## TASK GOAL
With nothing left out, repeat every entry exactly.

[Saved entries]
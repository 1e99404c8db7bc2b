use std::collections::HashSet;

use once_cell::sync::Lazy;
use regex::Regex;

/// Role-category substring → industry tags, checked in order.
static ROLE_CATEGORY_TAGS: &[(&str, &[&str])] = &[
    ("engineering", &["Technology", "Software"]),
    ("software", &["Technology", "Software"]),
    ("developer", &["Technology", "Software"]),
    ("data", &["Technology", "Data & Analytics"]),
    ("design", &["Design", "Creative"]),
    ("marketing", &["Marketing", "Advertising"]),
    ("sales", &["Sales", "Business Development"]),
    ("finance", &["Finance", "Banking"]),
    ("accounting", &["Finance", "Accounting"]),
    ("health", &["Healthcare"]),
    ("education", &["Education", "E-learning"]),
    ("legal", &["Legal"]),
    ("human resources", &["Human Resources"]),
    ("recruit", &["Human Resources", "Staffing"]),
    ("support", &["Customer Support"]),
    ("operations", &["Operations"]),
    ("product", &["Technology", "Product"]),
];

static ECOMMERCE_RE: Lazy<Regex> = Lazy::new(|| Regex::new(r"(?i)e-?commerce").unwrap());

/// Union the explicit industry field, the role-category mapping, and the
/// title special cases into one deduplicated tag list (first-seen order;
/// duplicates compared case-insensitively).
pub fn infer_industry_tags(
    explicit: Option<&str>,
    role_category: Option<&str>,
    title: &str,
) -> Vec<String> {
    let mut tags: Vec<String> = Vec::new();
    let mut seen: HashSet<String> = HashSet::new();
    let mut push = |tag: &str| {
        let trimmed = tag.trim();
        if !trimmed.is_empty() && seen.insert(trimmed.to_lowercase()) {
            tags.push(trimmed.to_string());
        }
    };

    if let Some(raw) = explicit {
        for part in raw.split([',', ';', '|', '/']) {
            push(part);
        }
    }

    if let Some(category) = role_category {
        let lower = category.to_lowercase();
        for (needle, mapped) in ROLE_CATEGORY_TAGS {
            if lower.contains(needle) {
                for tag in *mapped {
                    push(tag);
                }
            }
        }
    }

    let title_lower = title.to_lowercase();
    if title_lower.contains("fintech") {
        push("Fintech");
        push("Finance");
    } else if title_lower.contains("finance") {
        push("Finance");
    }
    if ECOMMERCE_RE.is_match(title) {
        push("E-commerce");
    }

    tags
}
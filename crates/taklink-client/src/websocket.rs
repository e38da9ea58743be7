//! WebSocket transport establishment over TCP or TLS.

use taklink_cert::{build_client_config, CertBundle};
use taklink_core::{ConnectError, ConnectionConfig, Result, TimeoutError};
use tokio::net::TcpStream;
use tokio::time::timeout;
use tokio_tungstenite::{
    connect_async_tls_with_config, Connector, MaybeTlsStream, WebSocketStream,
};
use tracing::info;

pub(crate) type WsStream = WebSocketStream<MaybeTlsStream<TcpStream>>;

pub(crate) async fn open(config: &ConnectionConfig) -> Result<WsStream> {
    let scheme = if config.wants_tls() { "wss" } else { "ws" };
    let url = format!(
        "{}://{}:{}{}",
        scheme, config.host, config.port, config.websocket.path
    );
    info!(url = %url, "Connecting WebSocket");

    // wss validates against the same PEM bundle the TLS transport uses
    let connector = if config.wants_tls() {
        let bundle = CertBundle::new(
            config.cert_pem.clone(),
            config.key_pem.clone(),
            config.ca_pem.clone(),
        );
        let tls_config =
            build_client_config(&bundle).map_err(|e| ConnectError::InvalidCertificate {
                reason: e.to_string(),
            })?;
        Some(Connector::Rustls(tls_config))
    } else {
        None
    };

    let (ws_stream, response) = timeout(
        config.timeouts.connect,
        connect_async_tls_with_config(&url, None, true, connector),
    )
    .await
    .map_err(|_| TimeoutError::Connect {
        timeout_secs: config.timeouts.connect.as_secs(),
    })?
    .map_err(|e| ConnectError::WebSocketHandshakeFailed {
        reason: e.to_string(),
    })?;

    info!(status = %response.status(), "WebSocket handshake complete");
    Ok(ws_stream)
}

## ANSWER BOX
repository 1e99404c8db7bc2b
use std::collections::HashSet;

use once_cell::sync::Lazy;
use regex::Regex;

/// Role-category substring → industry tags, checked in order.
static ROLE_CATEGORY_TAGS: &[(&str, &[&str])] = &[
    ("engineering", &["Technology", "Software"]),
    ("software", &["Technology", "Software"]),
    ("developer", &["Technology", "Software"]),
    ("data", &["Technology", "Data & Analytics"]),
    ("design", &["Design", "Creative"]),
    ("marketing", &["Marketing", "Advertising"]),
    ("sales", &["Sales", "Business Development"]),
    ("finance", &["Finance", "Banking"]),
    ("accounting", &["Finance", "Accounting"]),
    ("health", &["Healthcare"]),
    ("education", &["Education", "E-learning"]),
    ("legal", &["Legal"]),
    ("human resources", &["Human Resources"]),
    ("recruit", &["Human Resources", "Staffing"]),
    ("support", &["Customer Support"]),
    ("operations", &["Operations"]),
    ("product", &["Technology", "Product"]),
];

static ECOMMERCE_RE: Lazy<Regex> = Lazy::new(|| Regex::new(r"(?i)e-?commerce").unwrap());

/// Union the explicit industry field, the role-category mapping, and the
/// title special cases into one deduplicated tag list (first-seen order;
/// duplicates compared case-insensitively).
pub fn infer_industry_tags(
    explicit: Option<&str>,
    role_category: Option<&str>,
    title: &str,
) -> Vec<String> {
    let mut tags: Vec<String> = Vec::new();
    let mut seen: HashSet<String> = HashSet::new();
    let mut push = |tag: &str| {
        let trimmed = tag.trim();
        if !trimmed.is_empty() && seen.insert(trimmed.to_lowercase()) {
            tags.push(trimmed.to_string());
        }
    };

    if let Some(raw) = explicit {
        for part in raw.split([',', ';', '|', '/']) {
            push(part);
        }
    }

    if let Some(category) = role_category {
        let lower = category.to_lowercase();
        for (needle, mapped) in ROLE_CATEGORY_TAGS {
            if lower.contains(needle) {
                for tag in *mapped {
                    push(tag);
                }
            }
        }
    }

    let title_lower = title.to_lowercase();
    if title_lower.contains("fintech") {
        push("Fintech");
        push("Finance");
    } else if title_lower.contains("finance") {
        push("Finance");
    }
    if ECOMMERCE_RE.is_match(title) {
        push("E-commerce");
    }

    tags
}
filename crates/taklink-client/src/websocket.rs
repository e38da9ea58743be7
//! WebSocket transport establishment over TCP or TLS.

use taklink_cert::{build_client_config, CertBundle};
use taklink_core::{ConnectError, ConnectionConfig, Result, TimeoutError};
use tokio::net::TcpStream;
use tokio::time::timeout;
use tokio_tungstenite::{
    connect_async_tls_with_config, Connector, MaybeTlsStream, WebSocketStream,
};
use tracing::info;

pub(crate) type WsStream = WebSocketStream<MaybeTlsStream<TcpStream>>;

pub(crate) async fn open(config: &ConnectionConfig) -> Result<WsStream> {
    let scheme = if config.wants_tls() { "wss" } else { "ws" };
    let url = format!(
        "{}://{}:{}{}",
        scheme, config.host, config.port, config.websocket.path
    );
    info!(url = %url, "Connecting WebSocket");

    // wss validates against the same PEM bundle the TLS transport uses
    let connector = if config.wants_tls() {
        let bundle = CertBundle::new(
            config.cert_pem.clone(),
            config.key_pem.clone(),
            config.ca_pem.clone(),
        );
        let tls_config =
            build_client_config(&bundle).map_err(|e| ConnectError::InvalidCertificate {
                reason: e.to_string(),
            })?;
        Some(Connector::Rustls(tls_config))
    } else {
        None
    };

    let (ws_stream, response) = timeout(
        config.timeouts.connect,
        connect_async_tls_with_config(&url, None, true, connector),
    )
    .await
    .map_err(|_| TimeoutError::Connect {
        timeout_secs: config.timeouts.connect.as_secs(),
    })?
    .map_err(|e| ConnectError::WebSocketHandshakeFailed {
        reason: e.to_string(),
    })?;

    info!(status = %response.status(), "WebSocket handshake complete");
    Ok(ws_stream)
}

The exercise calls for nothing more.